Development-stage companies are particularly difficult to value, due to lack of revenue and clinical uncertainty. However, several early-stage orphan drug status companies with similar addressable patient population have found high valuations, as positive results for clinical studies can result in promising gains for investors. The companies in the comparisons below currently have a valuation of $453M or more, while Vital is valued at $254M.
Although holding through clinical results can be risky, if ELAD produces positive data for its indications, then Vital could see a 100% gain. That said, the company expects top line data from its Phase III VTI-208 study in early 2015, and as we approach that time period, the company's value should increase substantially.
Risks To Consider:
- Early clinical data with ELAD has been encouraging, but with only ~145 patients treated thus far (not including ongoing clinical trials) and no statistical significance in Phase II studies, there is a risk that ELAD does not attain its targeted ~20% survival benefit at 90 days in Phase III trials. Failure to do so could necessitate another trial or significantly reduce the likelihood of ELAD approval, which would result in meaningful downside.

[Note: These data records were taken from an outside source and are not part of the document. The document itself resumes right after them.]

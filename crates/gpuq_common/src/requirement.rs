//! Requirements: named, stateless predicates over a capability view.
//!
//! A requirement holds no per-run state. Outcomes are recorded by the
//! [`Aggregator`](crate::waterfall::Aggregator), keyed by the requirement's
//! position in the declared sequence, so the same list can drive any number
//! of runs.
//!
//! Predicates must tolerate missing data: every accessor on
//! [`CapabilityView`] returns an `Option`, and a limit that is absent from a
//! report fails the requirement that reads it.

use crate::bitmask::has_all_bits;
use crate::report::FormatProperties;
use crate::view::CapabilityView;
use std::collections::BTreeMap;
use std::fmt;

type Predicate = Box<dyn Fn(&CapabilityView) -> bool + Send + Sync>;

/// One minimum-capability rule.
pub struct Requirement {
    name: String,
    predicate: Predicate,
}

impl Requirement {
    pub fn new<F>(name: impl Into<String>, predicate: F) -> Self
    where
        F: Fn(&CapabilityView) -> bool + Send + Sync + 'static,
    {
        Self {
            name: name.into(),
            predicate: Box::new(predicate),
        }
    }

    pub fn name(&self) -> &str {
        &self.name
    }

    pub fn passes(&self, view: &CapabilityView) -> bool {
        (self.predicate)(view)
    }

    /// `limits[name] >= threshold`.
    pub fn min_limit(name: &str, threshold: i64) -> Self {
        let limit = name.to_string();
        Self::new(format!("{name} >= {threshold}"), move |view| {
            view.limits.scalar(&limit).map_or(false, |v| v >= threshold as f64)
        })
    }

    /// `parse_int_literal(limits[name]) <= threshold`, for limits reported as
    /// radix-prefixed strings.
    pub fn max_limit(name: &str, threshold: i64) -> Self {
        let limit = name.to_string();
        Self::new(format!("{name} <= {threshold}"), move |view| {
            view.limits.literal(&limit).map_or(false, |v| v <= threshold)
        })
    }

    /// `limits[name] & bits == bits`.
    pub fn bits_limit(name: &str, bits: u64) -> Self {
        let limit = name.to_string();
        Self::new(format!("{name} has bits 0b{bits:b}"), move |view| {
            view.limits.flags(&limit).map_or(false, |v| has_all_bits(v, bits))
        })
    }

    /// Component `index` of a tuple limit compared against a floor.
    pub fn min_component(name: &str, index: usize, threshold: f64) -> Self {
        let limit = name.to_string();
        Self::new(format!("{name}[{index}] >= {threshold}"), move |view| {
            view.limits.component(&limit, index).map_or(false, |v| v >= threshold)
        })
    }

    /// Component `index` of a tuple limit compared against a ceiling.
    pub fn max_component(name: &str, index: usize, threshold: f64) -> Self {
        let limit = name.to_string();
        Self::new(format!("{name}[{index}] <= {threshold}"), move |view| {
            view.limits.component(&limit, index).map_or(false, |v| v <= threshold)
        })
    }

    /// Every component of a tuple limit meets its own floor.
    pub fn min_components(name: &str, thresholds: &[f64]) -> Self {
        let limit = name.to_string();
        let floors = thresholds.to_vec();
        let shown: Vec<String> = thresholds.iter().map(|t| t.to_string()).collect();
        Self::new(format!("{name} >= [{}]", shown.join(",")), move |view| {
            floors
                .iter()
                .enumerate()
                .all(|(i, floor)| view.limits.component(&limit, i).map_or(false, |v| v >= *floor))
        })
    }

    /// The named feature is reported as supported.
    pub fn feature(name: &str) -> Self {
        let feature = name.to_string();
        Self::new(name, move |view| view.has_feature(&feature))
    }
}

impl fmt::Debug for Requirement {
    fn fmt(&self, f: &mut fmt::Formatter<'_>) -> fmt::Result {
        f.debug_struct("Requirement").field("name", &self.name).finish()
    }
}

/// Which tiling-features field a format check reads.
#[derive(Debug, Clone, Copy, PartialEq, Eq)]
pub enum Tiling {
    Optimal,
    Linear,
}

impl Tiling {
    fn features(self, props: &FormatProperties) -> u64 {
        match self {
            Tiling::Optimal => props.optimal_tiling_features,
            Tiling::Linear => props.linear_tiling_features,
        }
    }
}

/// True iff `format` is present and its `tiling` features contain all `flags`.
pub fn format_supported_with_tiling_features(
    formats: &BTreeMap<u32, FormatProperties>,
    format: u32,
    flags: u64,
    tiling: Tiling,
) -> bool {
    formats
        .get(&format)
        .map_or(false, |props| has_all_bits(tiling.features(props), flags))
}

#[cfg(test)]
mod tests {
    use super::*;
    use crate::report::Report;

    fn view(limits: &str) -> CapabilityView {
        let text = format!(
            r#"{{"properties": {{"apiVersion": 4198400, "deviceName": "Test GPU", "limits": {limits}}},
                "features": {{"robustBufferAccess": true}},
                "formats": [[126, {{"optimalTilingFeatures": 515, "linearTilingFeatures": 1}}]]}}"#
        );
        CapabilityView::from_report(&Report::parse(1, &text).unwrap())
    }

    #[test]
    fn test_min_limit() {
        let rq = Requirement::min_limit("maxBoundDescriptorSets", 4);
        assert_eq!(rq.name(), "maxBoundDescriptorSets >= 4");
        assert!(rq.passes(&view(r#"{"maxBoundDescriptorSets": 4}"#)));
        assert!(!rq.passes(&view(r#"{"maxBoundDescriptorSets": 3}"#)));
    }

    #[test]
    fn test_missing_limit_fails() {
        let rq = Requirement::min_limit("maxBoundDescriptorSets", 4);
        assert!(!rq.passes(&view("{}")));
    }

    #[test]
    fn test_max_limit_parses_radix() {
        let rq = Requirement::max_limit("minUniformBufferOffsetAlignment", 256);
        assert_eq!(rq.name(), "minUniformBufferOffsetAlignment <= 256");
        assert!(rq.passes(&view(r#"{"minUniformBufferOffsetAlignment": "0x100"}"#)));
        assert!(!rq.passes(&view(r#"{"minUniformBufferOffsetAlignment": "0x200"}"#)));
        assert!(rq.passes(&view(r#"{"minUniformBufferOffsetAlignment": 64}"#)));
    }

    #[test]
    fn test_bits_limit() {
        let rq = Requirement::bits_limit("framebufferColorSampleCounts", 0b101);
        assert_eq!(rq.name(), "framebufferColorSampleCounts has bits 0b101");
        assert!(rq.passes(&view(r#"{"framebufferColorSampleCounts": 15}"#)));
        assert!(!rq.passes(&view(r#"{"framebufferColorSampleCounts": 3}"#)));
    }

    #[test]
    fn test_components() {
        let v = view(r#"{"maxComputeWorkGroupSize": [1024, 1024, 64], "viewportBoundsRange": [-16384, 16383]}"#);
        assert!(Requirement::min_components("maxComputeWorkGroupSize", &[256.0, 256.0, 64.0]).passes(&v));
        assert!(!Requirement::min_components("maxComputeWorkGroupSize", &[256.0, 256.0, 65.0]).passes(&v));
        assert!(Requirement::max_component("viewportBoundsRange", 0, -8192.0).passes(&v));
        assert!(Requirement::min_component("viewportBoundsRange", 1, 8192.0).passes(&v));
        assert_eq!(
            Requirement::min_components("maxComputeWorkGroupSize", &[256.0, 256.0, 64.0]).name(),
            "maxComputeWorkGroupSize >= [256,256,64]"
        );
    }

    #[test]
    fn test_feature() {
        let v = view("{}");
        assert!(Requirement::feature("robustBufferAccess").passes(&v));
        assert!(!Requirement::feature("imageCubeArray").passes(&v));
    }

    #[test]
    fn test_format_tiling() {
        let v = view("{}");
        assert!(format_supported_with_tiling_features(&v.formats, 126, 0b11, Tiling::Optimal));
        assert!(!format_supported_with_tiling_features(&v.formats, 126, 0b11, Tiling::Linear));
        assert!(!format_supported_with_tiling_features(&v.formats, 124, 0, Tiling::Optimal));
    }
}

- While strict inclusion/exclusion criteria will help the company to ensure the correct patients are entering its pivotal U.S. Phase III trial, this could also delay enrollment, and hence, ultimate approval and launch timing.
- On October 14th, the 180-day lockup period following the April 16 IPO of Vital will come to an end. There are 16.7M shares that will be eligible for sale after this expiration date.
Vital Therapies had ~$38M cash on hand as of December 31, 2013, not including cash raised through the IPO on April 17, 2014, ~$50M. As a development-stage biotechnology company, Vital is currently cash flow-negative. The company is expected to raise capital in 2015, which will probably be sufficient to fund the company's remaining trial and commercial activities until it turns cash flow-positive.
Vital shares are expected to gap higher, based on potential positive Phase III data in H1/15 for AILD. Previous positive Phase IIb data in a subset of AILD patients, combined with tighter enrollment criteria in Phase III and high statistical powering should give higher confidence of success. No treatment exists today that extends life for liver failure patients other than a transplant, creating an attractive opportunity for Vital.